[Opening SUPPLIED INFORMATION section]

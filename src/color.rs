use std::ops::{ Add, Mul };

use crate::feq;

/// A color.
///
/// Represented conventionally with red-green-blue (RGB) values. Channels are
/// *not* clamped; shading is additive and routinely produces values above
/// 1.0. Clamping happens only when converting for display, via
/// [`Color::to_drawing_color`].
///
/// # Examples
///
/// Construct the color red:
///
/// ```
/// # #![allow(unused)]
/// # use ray_caster::color::Color;
/// let red = Color::red();
/// assert_eq!(red, Color::rgb(1.0, 0.0, 0.0));
/// ```
#[derive(Copy, Clone, Debug, Default, PartialOrd)]
pub struct Color {
    pub r: f64,
    pub g: f64,
    pub b: f64,
}

/// Partial equality on two colors.
///
/// Similar to the `PartialEq` implementation on `Vector`, `Color`s are
/// compared component-wise, accounting for possible floating point error in
/// comparisons.
impl PartialEq for Color {
    fn eq(&self, other: &Color) -> bool {
        feq(self.r, other.r) &&
            feq(self.g, other.g) &&
            feq(self.b, other.b)
    }
}

/// Conversion from a vector to a `Color`.
///
/// Takes the first `n` elements of a vector, and assigns them to the `r`, `g`
/// and `b` fields of the `Color`, in that order. If there aren't enough
/// elements in the vector (e.g. `n == 2`), fields are assigned defaults in
/// place.
impl From<&Vec<f64>> for Color {
    fn from(v: &Vec<f64>) -> Color {
        match v.len() {
            0 => Default::default(),
            1 => Color { r: v[0], ..Default::default() },
            2 => Color { r: v[0], g: v[1], ..Default::default() },
            _ => Color { r: v[0], g: v[1], b: v[2] }
        }
    }
}

impl Color {
    /// Creates a color with red, green and blue values.
    pub fn rgb(r: f64, g: f64, b: f64) -> Color {
        Color { r, g, b }
    }

    /// The color black.
    pub fn black() -> Color {
        Color { r: 0.0, g: 0.0, b: 0.0 }
    }

    /// The color white.
    pub fn white() -> Color {
        Color { r: 1.0, g: 1.0, b: 1.0 }
    }

    /// The color red.
    pub fn red() -> Color {
        Color { r: 1.0, g: 0.0, b: 0.0 }
    }

    /// The color grey.
    pub fn grey() -> Color {
        Color { r: 0.5, g: 0.5, b: 0.5 }
    }

    /// Scales all channels by a factor.
    pub fn scale(&self, k: f64) -> Color {
        Color {
            r: self.r * k,
            g: self.g * k,
            b: self.b * k,
        }
    }

    /// The Euclidean norm of the channels.
    ///
    /// Used to pick the brightest of several specular contributions when
    /// sampling an area light.
    pub fn lightness(&self) -> f64 {
        f64::sqrt(
            self.r.powi(2)
            + self.g.powi(2)
            + self.b.powi(2)
        )
    }

    /// Converts a color to displayable bytes.
    ///
    /// Each channel is clamped to at most 1.0, scaled to 255 and floored.
    /// No lower clamp is applied; shading is additive, so negative channels
    /// only arise if a scene author supplies them.
    pub fn to_drawing_color(&self) -> [u8; 3] {
        let legalize = |d: f64| if d > 1.0 { 1.0 } else { d };

        [
            (legalize(self.r) * 255.0).floor() as u8,
            (legalize(self.g) * 255.0).floor() as u8,
            (legalize(self.b) * 255.0).floor() as u8,
        ]
    }
}

impl Add for Color {
    type Output = Self;

    fn add(self, other: Self) -> Self {
        Self {
            r: self.r + other.r,
            g: self.g + other.g,
            b: self.b + other.b,
        }
    }
}

/// Componentwise color multiplication (the Hadamard product).
impl Mul for Color {
    type Output = Self;

    fn mul(self, other: Self) -> Self {
        Self {
            r: self.r * other.r,
            g: self.g * other.g,
            b: self.b * other.b,
        }
    }
}

impl Mul<f64> for Color {
    type Output = Self;

    fn mul(self, other: f64) -> Self {
        self.scale(other)
    }
}

/* Tests */

#[test]
fn add_colors() {
    let c1 = Color::rgb(0.9, 0.6, 0.75);
    let c2 = Color::rgb(0.7, 0.1, 0.25);

    assert_eq!(c1 + c2, Color::rgb(1.6, 0.7, 1.0));
}

#[test]
fn mul_colors() {
    let c1 = Color::rgb(1.0, 0.2, 0.4);
    let c2 = Color::rgb(0.9, 1.0, 0.1);

    assert_eq!(c1 * c2, Color::rgb(0.9, 0.2, 0.04));
}

#[test]
fn scale_color() {
    let c = Color::rgb(0.2, 0.3, 0.4);

    assert_eq!(c.scale(2.0), Color::rgb(0.4, 0.6, 0.8));
    assert_eq!(c * 2.0, Color::rgb(0.4, 0.6, 0.8));
}

#[test]
fn lightness_of_color() {
    let c = Color::rgb(1.0, 2.0, 2.0);

    assert_eq!(c.lightness(), 3.0);
}

#[test]
fn drawing_color_clamps_high() {
    let c = Color::rgb(1.5, 1.0, 0.5);

    assert_eq!(c.to_drawing_color(), [255, 255, 127]);
}

#[test]
fn drawing_color_floors() {
    let c = Color::rgb(0.5, 0.999, 0.0);

    assert_eq!(c.to_drawing_color(), [127, 254, 0]);
}

#[test]
fn color_from_vec() {
    let v = vec![0.1, 0.2];

    assert_eq!(Color::from(&v), Color::rgb(0.1, 0.2, 0.0));
}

[Closing SUPPLIED INFORMATION section]

Copy each line holding "green" from the material above.

TASK RESULT.
/// Represented conventionally with red-green-blue (RGB) values. Channels are
    /// Creates a color with red, green and blue values.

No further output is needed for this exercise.